Exercise description: Quote exactly and only this range of lines in the data below: the line that holds "filename crates/trellis-cli/src/handlers.rs" to the line that holds "use console::style;", both included.

Data items
== == ==

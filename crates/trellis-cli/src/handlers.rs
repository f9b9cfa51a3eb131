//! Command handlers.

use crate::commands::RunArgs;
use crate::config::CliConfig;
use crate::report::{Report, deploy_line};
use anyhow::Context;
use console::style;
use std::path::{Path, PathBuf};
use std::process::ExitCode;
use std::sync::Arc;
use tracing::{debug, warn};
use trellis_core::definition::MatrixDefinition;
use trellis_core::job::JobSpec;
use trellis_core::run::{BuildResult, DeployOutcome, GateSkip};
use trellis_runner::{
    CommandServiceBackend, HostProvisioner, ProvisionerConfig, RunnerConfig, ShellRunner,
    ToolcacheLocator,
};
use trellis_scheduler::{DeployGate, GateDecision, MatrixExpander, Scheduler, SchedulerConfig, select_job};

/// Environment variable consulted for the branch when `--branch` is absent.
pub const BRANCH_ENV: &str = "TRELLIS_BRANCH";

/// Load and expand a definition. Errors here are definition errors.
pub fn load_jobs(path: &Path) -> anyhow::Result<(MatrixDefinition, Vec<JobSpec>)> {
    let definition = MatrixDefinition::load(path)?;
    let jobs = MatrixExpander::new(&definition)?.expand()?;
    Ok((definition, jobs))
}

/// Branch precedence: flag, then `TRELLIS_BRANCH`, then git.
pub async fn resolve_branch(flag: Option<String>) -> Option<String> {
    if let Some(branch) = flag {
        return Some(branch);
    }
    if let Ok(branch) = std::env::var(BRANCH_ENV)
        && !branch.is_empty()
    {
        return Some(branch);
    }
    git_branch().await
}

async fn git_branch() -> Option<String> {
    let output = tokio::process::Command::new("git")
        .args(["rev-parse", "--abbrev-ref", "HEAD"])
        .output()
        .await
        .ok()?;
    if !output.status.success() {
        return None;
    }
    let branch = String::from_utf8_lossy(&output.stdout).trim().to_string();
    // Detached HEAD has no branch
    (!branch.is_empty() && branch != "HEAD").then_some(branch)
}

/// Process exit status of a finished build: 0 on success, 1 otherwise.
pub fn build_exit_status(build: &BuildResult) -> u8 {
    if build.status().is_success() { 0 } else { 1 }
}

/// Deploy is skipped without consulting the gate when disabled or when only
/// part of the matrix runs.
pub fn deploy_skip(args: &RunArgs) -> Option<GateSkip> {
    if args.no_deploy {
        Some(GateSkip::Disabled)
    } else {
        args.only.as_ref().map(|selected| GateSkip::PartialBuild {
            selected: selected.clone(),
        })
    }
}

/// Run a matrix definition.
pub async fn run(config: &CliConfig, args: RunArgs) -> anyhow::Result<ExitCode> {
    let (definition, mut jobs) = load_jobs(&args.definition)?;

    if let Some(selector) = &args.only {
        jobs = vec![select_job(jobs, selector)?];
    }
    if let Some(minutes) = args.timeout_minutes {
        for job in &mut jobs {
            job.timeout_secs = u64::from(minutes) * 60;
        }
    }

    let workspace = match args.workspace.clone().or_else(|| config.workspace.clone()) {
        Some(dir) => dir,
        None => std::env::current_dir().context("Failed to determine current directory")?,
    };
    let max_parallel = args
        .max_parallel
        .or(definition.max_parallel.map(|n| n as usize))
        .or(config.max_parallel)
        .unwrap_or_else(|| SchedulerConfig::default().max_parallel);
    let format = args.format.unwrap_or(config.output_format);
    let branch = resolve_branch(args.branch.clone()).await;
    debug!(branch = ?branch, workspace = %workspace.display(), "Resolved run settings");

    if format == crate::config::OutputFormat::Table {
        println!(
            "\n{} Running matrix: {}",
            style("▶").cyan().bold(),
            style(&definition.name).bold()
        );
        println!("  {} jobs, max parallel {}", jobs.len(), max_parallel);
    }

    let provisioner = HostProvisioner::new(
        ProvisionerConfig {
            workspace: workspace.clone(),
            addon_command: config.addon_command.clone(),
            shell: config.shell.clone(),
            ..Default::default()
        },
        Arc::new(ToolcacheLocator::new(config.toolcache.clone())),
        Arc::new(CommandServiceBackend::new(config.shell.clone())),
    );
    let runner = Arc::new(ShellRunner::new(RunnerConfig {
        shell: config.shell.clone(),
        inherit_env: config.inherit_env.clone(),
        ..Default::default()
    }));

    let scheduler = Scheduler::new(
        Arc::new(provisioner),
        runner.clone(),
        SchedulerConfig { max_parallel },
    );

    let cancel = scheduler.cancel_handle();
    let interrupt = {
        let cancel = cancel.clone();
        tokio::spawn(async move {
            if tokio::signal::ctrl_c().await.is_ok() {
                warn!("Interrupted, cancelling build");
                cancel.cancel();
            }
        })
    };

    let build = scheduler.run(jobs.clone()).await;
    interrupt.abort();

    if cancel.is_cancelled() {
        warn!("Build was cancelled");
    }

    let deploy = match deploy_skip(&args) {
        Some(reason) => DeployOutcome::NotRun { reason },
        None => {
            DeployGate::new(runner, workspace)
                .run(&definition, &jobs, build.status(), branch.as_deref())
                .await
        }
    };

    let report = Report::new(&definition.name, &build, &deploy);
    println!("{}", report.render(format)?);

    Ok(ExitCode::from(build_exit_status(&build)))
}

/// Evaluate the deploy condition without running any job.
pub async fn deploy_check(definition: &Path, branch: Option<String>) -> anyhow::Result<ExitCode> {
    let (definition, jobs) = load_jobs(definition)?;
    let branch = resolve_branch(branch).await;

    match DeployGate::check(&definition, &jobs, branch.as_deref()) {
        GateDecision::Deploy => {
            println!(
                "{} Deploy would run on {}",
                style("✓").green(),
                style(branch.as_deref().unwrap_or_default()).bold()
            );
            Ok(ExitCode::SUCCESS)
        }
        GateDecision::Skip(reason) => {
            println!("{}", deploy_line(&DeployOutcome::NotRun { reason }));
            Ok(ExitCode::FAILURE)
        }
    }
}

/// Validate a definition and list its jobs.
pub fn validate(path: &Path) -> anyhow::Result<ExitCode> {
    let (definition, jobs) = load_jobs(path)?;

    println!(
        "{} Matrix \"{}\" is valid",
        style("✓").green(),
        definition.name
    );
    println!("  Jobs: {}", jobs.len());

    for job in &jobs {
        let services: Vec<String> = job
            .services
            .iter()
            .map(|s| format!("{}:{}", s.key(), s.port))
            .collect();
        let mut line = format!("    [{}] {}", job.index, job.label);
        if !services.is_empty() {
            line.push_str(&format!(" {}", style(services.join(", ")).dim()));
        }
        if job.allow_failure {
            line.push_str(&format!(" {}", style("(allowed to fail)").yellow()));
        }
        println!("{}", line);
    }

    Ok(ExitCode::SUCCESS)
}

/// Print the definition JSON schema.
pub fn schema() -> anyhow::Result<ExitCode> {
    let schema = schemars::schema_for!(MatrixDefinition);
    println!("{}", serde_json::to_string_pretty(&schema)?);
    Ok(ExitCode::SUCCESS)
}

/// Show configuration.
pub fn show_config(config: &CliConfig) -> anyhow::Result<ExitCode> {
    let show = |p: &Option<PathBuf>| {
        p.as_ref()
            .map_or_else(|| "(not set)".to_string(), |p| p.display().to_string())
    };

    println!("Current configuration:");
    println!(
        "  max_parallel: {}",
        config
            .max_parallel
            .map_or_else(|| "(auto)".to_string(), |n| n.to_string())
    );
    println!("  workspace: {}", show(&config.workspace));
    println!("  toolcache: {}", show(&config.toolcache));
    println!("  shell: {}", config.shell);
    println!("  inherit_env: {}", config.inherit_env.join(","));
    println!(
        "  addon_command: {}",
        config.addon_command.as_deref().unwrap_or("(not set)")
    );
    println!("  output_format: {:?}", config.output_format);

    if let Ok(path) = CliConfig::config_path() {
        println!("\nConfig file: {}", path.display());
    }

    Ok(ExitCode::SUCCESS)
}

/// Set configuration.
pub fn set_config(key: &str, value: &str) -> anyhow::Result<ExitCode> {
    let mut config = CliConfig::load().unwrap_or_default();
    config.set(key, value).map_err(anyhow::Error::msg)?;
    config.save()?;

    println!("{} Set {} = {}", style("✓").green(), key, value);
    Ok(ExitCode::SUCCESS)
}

== == ==

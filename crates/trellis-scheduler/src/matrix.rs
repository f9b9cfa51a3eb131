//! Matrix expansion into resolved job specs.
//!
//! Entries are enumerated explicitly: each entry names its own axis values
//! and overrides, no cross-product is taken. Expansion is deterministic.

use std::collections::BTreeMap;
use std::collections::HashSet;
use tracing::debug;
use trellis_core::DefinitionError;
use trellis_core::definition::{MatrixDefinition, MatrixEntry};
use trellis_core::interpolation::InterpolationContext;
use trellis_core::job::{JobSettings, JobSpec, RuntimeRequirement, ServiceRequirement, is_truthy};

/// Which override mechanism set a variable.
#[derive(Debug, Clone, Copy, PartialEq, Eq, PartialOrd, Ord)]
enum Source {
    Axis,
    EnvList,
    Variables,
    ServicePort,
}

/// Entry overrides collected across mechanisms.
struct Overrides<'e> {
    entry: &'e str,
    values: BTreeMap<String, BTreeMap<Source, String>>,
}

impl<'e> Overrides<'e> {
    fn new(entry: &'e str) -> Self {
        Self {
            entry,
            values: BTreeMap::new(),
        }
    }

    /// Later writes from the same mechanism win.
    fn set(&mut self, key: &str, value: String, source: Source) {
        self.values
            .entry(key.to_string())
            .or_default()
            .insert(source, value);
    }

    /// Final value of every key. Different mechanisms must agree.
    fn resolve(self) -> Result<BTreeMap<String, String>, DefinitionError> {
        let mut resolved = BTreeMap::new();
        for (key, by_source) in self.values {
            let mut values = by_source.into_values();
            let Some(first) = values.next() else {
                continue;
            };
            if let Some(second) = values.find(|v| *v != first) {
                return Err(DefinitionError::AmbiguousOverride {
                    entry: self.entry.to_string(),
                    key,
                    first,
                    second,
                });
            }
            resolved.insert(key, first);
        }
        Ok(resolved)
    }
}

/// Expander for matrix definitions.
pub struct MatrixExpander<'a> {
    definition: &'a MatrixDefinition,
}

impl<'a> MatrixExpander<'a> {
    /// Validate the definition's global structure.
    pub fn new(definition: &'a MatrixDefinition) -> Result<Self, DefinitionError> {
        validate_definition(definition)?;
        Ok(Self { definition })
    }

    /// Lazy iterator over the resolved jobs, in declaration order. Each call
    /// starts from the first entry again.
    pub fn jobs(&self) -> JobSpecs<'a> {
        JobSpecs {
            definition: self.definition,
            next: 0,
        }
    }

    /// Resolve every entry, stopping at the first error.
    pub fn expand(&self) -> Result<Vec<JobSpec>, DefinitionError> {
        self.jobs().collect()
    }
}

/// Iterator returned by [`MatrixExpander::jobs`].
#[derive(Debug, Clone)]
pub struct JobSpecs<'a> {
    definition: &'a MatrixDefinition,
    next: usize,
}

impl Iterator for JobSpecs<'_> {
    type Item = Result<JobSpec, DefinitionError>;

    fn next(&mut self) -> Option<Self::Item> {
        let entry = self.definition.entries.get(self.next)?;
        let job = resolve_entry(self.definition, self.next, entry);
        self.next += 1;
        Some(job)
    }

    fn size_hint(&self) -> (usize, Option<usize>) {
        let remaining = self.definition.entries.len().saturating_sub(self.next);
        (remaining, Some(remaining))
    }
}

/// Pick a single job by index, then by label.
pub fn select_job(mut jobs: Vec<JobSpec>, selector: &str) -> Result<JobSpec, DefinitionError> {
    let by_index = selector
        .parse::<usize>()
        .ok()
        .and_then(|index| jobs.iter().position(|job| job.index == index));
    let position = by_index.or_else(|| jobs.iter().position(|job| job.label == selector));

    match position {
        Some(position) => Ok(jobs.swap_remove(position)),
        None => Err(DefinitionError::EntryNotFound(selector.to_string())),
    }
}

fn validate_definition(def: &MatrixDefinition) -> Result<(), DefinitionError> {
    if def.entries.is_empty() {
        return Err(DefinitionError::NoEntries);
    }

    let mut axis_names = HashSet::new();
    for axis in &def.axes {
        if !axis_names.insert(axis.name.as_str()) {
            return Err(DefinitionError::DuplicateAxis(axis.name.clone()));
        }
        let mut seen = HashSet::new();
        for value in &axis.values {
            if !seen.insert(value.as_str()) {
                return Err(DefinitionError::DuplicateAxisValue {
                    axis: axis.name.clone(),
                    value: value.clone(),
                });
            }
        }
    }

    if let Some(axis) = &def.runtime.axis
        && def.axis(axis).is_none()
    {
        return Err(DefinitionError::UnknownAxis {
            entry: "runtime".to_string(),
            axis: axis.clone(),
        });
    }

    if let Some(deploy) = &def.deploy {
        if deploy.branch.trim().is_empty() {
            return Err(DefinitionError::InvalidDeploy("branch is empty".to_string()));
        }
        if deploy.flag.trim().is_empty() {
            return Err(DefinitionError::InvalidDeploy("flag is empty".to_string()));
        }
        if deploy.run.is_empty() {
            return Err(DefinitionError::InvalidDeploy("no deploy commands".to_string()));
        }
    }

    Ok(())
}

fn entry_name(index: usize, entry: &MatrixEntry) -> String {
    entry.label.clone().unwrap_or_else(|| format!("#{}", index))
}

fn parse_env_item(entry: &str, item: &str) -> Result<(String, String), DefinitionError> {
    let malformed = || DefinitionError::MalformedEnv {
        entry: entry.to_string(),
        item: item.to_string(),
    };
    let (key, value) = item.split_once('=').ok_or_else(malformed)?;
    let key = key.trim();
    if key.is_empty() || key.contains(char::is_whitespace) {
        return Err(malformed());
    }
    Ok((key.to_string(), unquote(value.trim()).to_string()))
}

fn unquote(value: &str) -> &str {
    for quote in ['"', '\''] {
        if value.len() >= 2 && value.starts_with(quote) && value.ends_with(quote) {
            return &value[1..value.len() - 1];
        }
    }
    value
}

== == ==

Task result:
filename crates/trellis-cli/src/handlers.rs
repository f9b9cfa51a3eb131
//! Command handlers.

use crate::commands::RunArgs;
use crate::config::CliConfig;
use crate::report::{Report, deploy_line};
use anyhow::Context;
use console::style;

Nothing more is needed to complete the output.